|
Texto Anterior | Próximo Texto | Índice
CARLOS HEITOR CONY
Calar ou não calar
RIO DE JANEIRO - Acredito que o ex-governador Garotinho esteja dando
um bom exemplo à classe política ao
avisar que prefere deixar o seu partido, o PSB, a permanecer calado diante das coisas que, com razão ou sem
ela, não aceita nem concorda.
Digo bom exemplo porque um dos
males da política, seu vício estrutural, é exatamente esse: por cálculo
eleitoral, por isso ou por aquilo, abre-se mão das convicções pessoais, sejam
elas quais forem.
Acredito também que o frade agostiniano Martinho Lutero deu o
exemplo mais contundente que conhecemos, mudando o mundo e a cabeça dos homens, não apenas a dele,
Lutero, mas a da humanidade como
um todo.
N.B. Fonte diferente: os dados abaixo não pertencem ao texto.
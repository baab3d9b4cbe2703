//! Error types for series construction, caching and selection.

use std::io;
use std::path::PathBuf;

use thiserror::Error;

/// Result type for series operations.
pub type Result<T> = std::result::Result<T, SeriesError>;

/// Error returned by a dataset reader when opening a member fails.
///
/// Readers are external collaborators, so their errors are carried opaquely
/// and surfaced unmodified as the source of [`SeriesError::Reader`].
pub type ReaderError = Box<dyn std::error::Error + Send + Sync + 'static>;

/// Errors that can occur while building or querying a series.
#[derive(Debug, Error)]
pub enum SeriesError {
    /// A supplied or globbed path does not exist.
    #[error("specified path does not exist: {}", .0.display())]
    InvalidPath(PathBuf),

    /// The glob pattern used for directory discovery is malformed.
    #[error("invalid glob pattern '{pattern}': {reason}")]
    InvalidPattern { pattern: String, reason: String },

    /// Paired per-member lists do not line up with the member paths.
    #[error("inconsistent series layout: {what} has {found} entries, expected {expected}")]
    InconsistentSeriesLayout {
        what: String,
        expected: usize,
        found: usize,
    },

    /// A selection was requested with neither an index nor any criteria.
    #[error("specify an index or at least one field to select for")]
    InvalidQuery,

    /// A numeric criterion targets NaN or infinity.
    #[error("target for '{field}' must be finite, got {value}")]
    NonFiniteTarget { field: String, value: f64 },

    /// Numeric criteria prefer different members.
    #[error("ambiguous selection request: fields {fields:?} prefer members {preferred:?}")]
    AmbiguousSelection {
        fields: Vec<String>,
        preferred: Vec<usize>,
    },

    /// No member satisfies the categorical criteria.
    #[error("no member matches the requested fields {fields:?}")]
    NoMatch { fields: Vec<String> },

    /// The nearest member lies outside the requested relative tolerance.
    #[error(
        "closest match for '{field}' is {observed} (requested {requested}, relative tolerance {tolerance})"
    )]
    OutOfTolerance {
        field: String,
        requested: f64,
        observed: f64,
        tolerance: f64,
    },

    /// A positional lookup past the end of the series.
    #[error("member index {index} out of range for series of length {len}")]
    IndexOutOfRange { index: usize, len: usize },

    /// A simulation directory contains no snapshots.
    #[error("no snapshots found under {}", .0.display())]
    EmptySeries(PathBuf),

    /// No registered dataset type can open the given path.
    #[error("unknown dataset format: {}", .0.display())]
    UnknownFormat(PathBuf),

    /// A dataset reader failed to open a member.
    #[error("failed to open dataset {}: {source}", path.display())]
    Reader {
        path: PathBuf,
        #[source]
        source: ReaderError,
    },

    /// Invalid configuration.
    #[error("configuration error: {0}")]
    Config(String),
}

/// Errors raised by the on-disk metadata cache.
///
/// Series construction never fails on these; a failed read is a miss and a
/// failed write only loses the speedup on the next run.
#[derive(Debug, Error)]
pub enum CacheError {
    /// I/O error while reading or writing a cache entry.
    #[error("I/O error at {}: {source}", path.display())]
    Io {
        path: PathBuf,
        #[source]
        source: io::Error,
    },

    /// The cache entry is not valid JSON for a metadata mapping.
    #[error("malformed cache entry {}: {source}", path.display())]
    Serialization {
        path: PathBuf,
        #[source]
        source: serde_json::Error,
    },

    /// The cache entry parsed but its positional keys are not `0..N-1`.
    #[error("cache entry {} has non-contiguous member keys", path.display())]
    Layout { path: PathBuf },

    /// Metadata holds a NaN or infinite float, which JSON cannot represent.
    #[error("member {member} field '{field}' is not finite and cannot be cached")]
    NonFinite { member: usize, field: String },
}

impl CacheError {
    pub(crate) fn io(path: impl Into<PathBuf>, source: io::Error) -> Self {
        Self::Io {
            path: path.into(),
            source,
        }
    }
}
Não concordou com algumas práticas e dogmas da igreja de
seu tempo e deixou na porta da catedral de Wittenberg a bula em que
rompia com o catolicismo oficial de
Roma, criando um novo ciclo de pensamento que hoje conhecemos pelo
nome de Reforma.
A comparação pode parecer exagerada, mas é análoga. Os radicais do
PT não merecem ser expulsos nem
punidos. Merecem deixar o partido,
que, segundo eles, está traindo suas
origens e propostas. É assim que se
caminha: deixando para trás aquilo
em que não mais acreditamos.
O caso de Leonardo Boff é típico.
Durante anos, ele teve conflitos com a
igreja de Roma, mas usando o hábito
da ordem franciscana, com o qual
aparecia em momentos de crise. Finalmente, assumiu sua condição de
pensador independente -palmas
para ele. Se está certo ou errado, o
curso da história é que o consagrará
ou o destruirá como pensador.
Não vou entrar no mérito da rebeldia de Garotinho com seu partido.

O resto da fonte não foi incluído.